### Dataset records

▬▬▬▬▬▬▬▬▬▬

//! In-memory slice implementation.
//!
//! Backs unit and integration tests and embedders that want the coordinator
//! without a disk engine. Snapshots are descriptor-only; the refcount
//! semantics are identical to the on-disk engines.

use std::sync::atomic::{AtomicBool, AtomicU64, Ordering};
use std::sync::Arc;
use std::time::Instant;

use async_trait::async_trait;
use parking_lot::Mutex;

use kestrel_common::error::StorageError;
use kestrel_common::timestamp::TsVector;
use kestrel_common::types::SliceId;
use kestrel_common::KestrelResult;

use crate::slice::{Slice, SliceStats, SnapshotInfo, SnapshotRef, StorageSnapshot};

/// A snapshot retained by a [`MemSlice`].
pub struct MemSnapshot {
    info: SnapshotInfo,
    refs: AtomicU64,
}

impl MemSnapshot {
    fn new(info: SnapshotInfo) -> Self {
        MemSnapshot {
            info,
            refs: AtomicU64::new(0),
        }
    }
}

impl StorageSnapshot for MemSnapshot {
    fn info(&self) -> SnapshotInfo {
        self.info.clone()
    }

    fn timestamp(&self) -> TsVector {
        self.info.ts.clone()
    }

    fn open(&self) {
        self.refs.fetch_add(1, Ordering::SeqCst);
    }

    fn close(&self) {
        let prev = self.refs.fetch_sub(1, Ordering::SeqCst);
        debug_assert!(prev > 0, "storage snapshot refcount underflow");
    }

    fn ref_count(&self) -> u64 {
        self.refs.load(Ordering::SeqCst)
    }
}

struct MemSliceState {
    snapshots: Vec<Arc<MemSnapshot>>,
    dirty: bool,
    last_rollback_ts: Option<TsVector>,
    rollbacks: u64,
    rollbacks_to_zero: u64,
}

/// In-memory [`Slice`].
pub struct MemSlice {
    id: SliceId,
    state: Mutex<MemSliceState>,
    refs: AtomicU64,
    tearing_down: AtomicBool,
    snapshots_created: AtomicU64,
    fail_next_snapshot: AtomicBool,
}

impl MemSlice {
    pub fn new(id: SliceId) -> Arc<Self> {
        Arc::new(MemSlice {
            id,
            state: Mutex::new(MemSliceState {
                snapshots: Vec::new(),
                dirty: false,
                last_rollback_ts: None,
                rollbacks: 0,
                rollbacks_to_zero: 0,
            }),
            refs: AtomicU64::new(1),
            tearing_down: AtomicBool::new(false),
            snapshots_created: AtomicU64::new(0),
            fail_next_snapshot: AtomicBool::new(false),
        })
    }

    /// Mark the slice dirty, as a drained mutation batch would.
    pub fn mark_dirty(&self) {
        self.state.lock().dirty = true;
    }

    /// Pre-seed a retained snapshot (newest-first order is maintained).
    pub fn seed_snapshot(&self, info: SnapshotInfo) {
        let mut st = self.state.lock();
        st.snapshots.insert(0, Arc::new(MemSnapshot::new(info)));
    }

    /// Number of snapshots materialized through `new_snapshot`.
    pub fn snapshots_created(&self) -> u64 {
        self.snapshots_created.load(Ordering::SeqCst)
    }

    pub fn rollback_count(&self) -> u64 {
        self.state.lock().rollbacks
    }

    pub fn rollback_to_zero_count(&self) -> u64 {
        self.state.lock().rollbacks_to_zero
    }

    /// Make the next `new_snapshot` call fail, to exercise the skip path.
    pub fn fail_next_snapshot(&self) {
        self.fail_next_snapshot.store(true, Ordering::SeqCst);
    }

    /// Total outstanding references across all retained snapshots.
    pub fn total_snapshot_refs(&self) -> u64 {
        self.state
            .lock()
            .snapshots
            .iter()
            .map(|s| s.ref_count())
            .sum()
    }
}

#[async_trait]
impl Slice for MemSlice {
    fn id(&self) -> SliceId {
        self.id
    }

    async fn new_snapshot(&self, ts: &TsVector, commit: bool) -> KestrelResult<SnapshotInfo> {
        if self.fail_next_snapshot.swap(false, Ordering::SeqCst) {
            return Err(StorageError::SnapshotCreate {
                slice: self.id.to_string(),
                reason: "injected failure".into(),
            }
            .into());
        }
        let info = SnapshotInfo {
            ts: ts.clone(),
            committed: commit,
        };
        let mut st = self.state.lock();
        st.snapshots.insert(0, Arc::new(MemSnapshot::new(info.clone())));
        st.dirty = false;
        self.snapshots_created.fetch_add(1, Ordering::SeqCst);
        Ok(info)
    }

    async fn open_snapshot(&self, info: &SnapshotInfo) -> KestrelResult<SnapshotRef> {
        let st = self.state.lock();
        let found = st
            .snapshots
            .iter()
            .find(|s| s.info.ts.equal(&info.ts) && s.info.ts.snap_type == info.ts.snap_type);
        match found {
            Some(s) => {
                s.open();
                Ok(SnapshotRef::adopt(Arc::clone(s) as Arc<dyn StorageSnapshot>))
            }
            None => Err(StorageError::Corrupted(format!(
                "{}: snapshot not found for {}",
                self.id, info
            ))
            .into()),
        }
    }

    async fn get_snapshots(&self) -> KestrelResult<Vec<SnapshotInfo>> {
        Ok(self.state.lock().snapshots.iter().map(|s| s.info.clone()).collect())
    }

    async fn rollback(&self, info: &SnapshotInfo) -> KestrelResult<()> {
        let mut st = self.state.lock();
        let pos = st.snapshots.iter().position(|s| s.info.ts.equal(&info.ts));
        match pos {
            Some(p) => {
                // Everything newer than the target is discarded.
                st.snapshots.drain(..p);
                st.rollbacks += 1;
                st.dirty = false;
                Ok(())
            }
            None => Err(StorageError::RollbackFailed(format!(
                "{}: no retained snapshot matches {}",
                self.id, info
            ))
            .into()),
        }
    }

    async fn rollback_to_zero(&self) -> KestrelResult<()> {
        let mut st = self.state.lock();
        st.snapshots.clear();
        st.rollbacks_to_zero += 1;
        st.dirty = false;
        Ok(())
    }

    fn is_dirty(&self) -> bool {
        self.state.lock().dirty
    }

    fn flush_done(&self) {}

    fn last_rollback_ts(&self) -> Option<TsVector> {
        self.state.lock().last_rollback_ts.clone()
    }

    fn set_last_rollback_ts(&self, ts: Option<TsVector>) {
        self.state.lock().last_rollback_ts = ts;
    }

    fn incr_ref(&self) {
        self.refs.fetch_add(1, Ordering::SeqCst);
    }

    fn decr_ref(&self) {
        self.refs.fetch_sub(1, Ordering::SeqCst);
    }

    fn check_and_incr_ref(&self) -> bool {
        if self.tearing_down.load(Ordering::SeqCst) {
            return false;
        }
        self.refs.fetch_add(1, Ordering::SeqCst);
        true
    }

    async fn statistics(&self, _consumer_filter: u64) -> KestrelResult<SliceStats> {
        let st = self.state.lock();
        Ok(SliceStats {
            data_size: st.snapshots.len() as i64 * 1024,
            ..Default::default()
        })
    }

    async fn compact(&self, _deadline: Instant, _min_frag: f64) -> KestrelResult<()> {
        Ok(())
    }
}
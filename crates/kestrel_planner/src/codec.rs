//! Order-preserving composite key codec.
//!
//! Composite keys are arrays of encoded elements joined into one byte string
//! whose lexicographic order equals element-wise lexicographic order. Each
//! element is written with `0x00` escaped as `0x00 0xFF` and terminated by
//! `0x00 0x00`, so a shorter array sorts before any extension of it and
//! element boundaries survive byte-wise prefix comparison.
//!
//! Descending collation is applied per element by complementing the element
//! bytes before joining; complementing reverses the order of any two encoded
//! elements of the same key position.

use kestrel_common::error::ScanError;
use kestrel_common::KestrelResult;

const ESC: u8 = 0x00;
const ESC_LIT: u8 = 0xFF;
const TERM: u8 = 0x00;

/// Encoded JSON null, the smallest non-missing element value.
pub const ENC_NULL: &[u8] = &[0x02];

/// True when `b` is exactly the encoded null element.
pub fn is_encoded_null(b: &[u8]) -> bool {
    b == ENC_NULL
}

/// Join encoded elements into one composite key.
pub fn join_array<B: AsRef<[u8]>>(parts: &[B]) -> Vec<u8> {
    let mut out = Vec::with_capacity(parts.iter().map(|p| p.as_ref().len() + 2).sum());
    for p in parts {
        for &byte in p.as_ref() {
            if byte == ESC {
                out.push(ESC);
                out.push(ESC_LIT);
            } else {
                out.push(byte);
            }
        }
        out.push(ESC);
        out.push(TERM);
    }
    out
}

/// Split a composite key back into its elements.
pub fn split_array(joined: &[u8]) -> KestrelResult<Vec<Vec<u8>>> {
    let mut out = Vec::new();
    let mut cur = Vec::new();
    let mut i = 0;
    while i < joined.len() {
        let b = joined[i];
        if b == ESC {
            let Some(&next) = joined.get(i + 1) else {
                return Err(ScanError::InvalidRequest("truncated composite key".into()).into());
            };
            match next {
                ESC_LIT => cur.push(ESC),
                TERM => out.push(std::mem::take(&mut cur)),
                _ => {
                    return Err(ScanError::InvalidRequest("malformed composite key escape".into()).into())
                }
            }
            i += 2;
        } else {
            cur.push(b);
            i += 1;
        }
    }
    if !cur.is_empty() {
        return Err(ScanError::InvalidRequest("composite key missing terminator".into()).into());
    }
    Ok(out)
}

/// Complement the bytes of every element whose position is marked descending.
pub fn reverse_collate(joined: &[u8], desc: &[bool]) -> KestrelResult<Vec<u8>> {
    if !desc.iter().any(|d| *d) {
        return Ok(joined.to_vec());
    }
    let mut parts = split_array(joined)?;
    for (i, part) in parts.iter_mut().enumerate() {
        if desc.get(i).copied().unwrap_or(false) {
            for b in part.iter_mut() {
                *b = !*b;
            }
        }
    }
    Ok(join_array(&parts))
}

#[cfg(test)]
mod tests {
    use super::*;

    #[test]
    fn test_join_split_round_trip() {
        let parts: Vec<Vec<u8>> = vec![b"paris".to_vec(), vec![0x00, 0x42], vec![]];
        let joined = join_array(&parts);
        assert_eq!(split_array(&joined).unwrap(), parts);
    }

    #[test]
    fn test_join_preserves_elementwise_order() {
        let ab = join_array(&[b"a".as_ref(), b"b".as_ref()]);
        let ac = join_array(&[b"a".as_ref(), b"c".as_ref()]);
        let b = join_array(&[b"b".as_ref()]);
        assert!(ab < ac);
        assert!(ac < b);
        // A prefix array sorts before its extensions.
        let a = join_array(&[b"a".as_ref()]);
        assert!(a < ab);
    }

    #[test]
    fn test_zero_bytes_do_not_break_ordering() {
        let low = join_array(&[vec![0x00]]);
        let empty = join_array(&[vec![]]);
        assert!(empty < low);
    }

    #[test]
    fn test_reverse_collate_flips_marked_elements() {
        let j1 = join_array(&[b"a".as_ref(), b"x".as_ref()]);
        let j2 = join_array(&[b"a".as_ref(), b"y".as_ref()]);
        assert!(j1 < j2);
        let r1 = reverse_collate(&j1, &[false, true]).unwrap();
        let r2 = reverse_collate(&j2, &[false, true]).unwrap();
        // Order of the second element reverses, the first is untouched.
        assert!(r2 < r1);
        let back = reverse_collate(&r1, &[false, true]).unwrap();
        assert_eq!(back, j1);
    }

    #[test]
    fn test_reverse_collate_all_ascending_is_identity() {
        let j = join_array(&[b"a".as_ref()]);
        assert_eq!(reverse_collate(&j, &[false]).unwrap(), j);
    }

    #[test]
    fn test_malformed_key_rejected() {
        assert!(split_array(&[0x61, 0x00]).is_err());
        assert!(split_array(&[0x61]).is_err());
        assert!(split_array(&[0x00, 0x07]).is_err());
    }

    #[test]
    fn test_encoded_null() {
        assert!(is_encoded_null(ENC_NULL));
        assert!(!is_encoded_null(b"a"));
    }
}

▬▬▬▬▬▬▬▬▬▬

### EXERCISE DESCRIPTION
Show me every line in the data above that includes "disk".

### TASK RESULT
//! without a disk engine. Snapshots are descriptor-only; the refcount
//! semantics are identical to the on-disk engines.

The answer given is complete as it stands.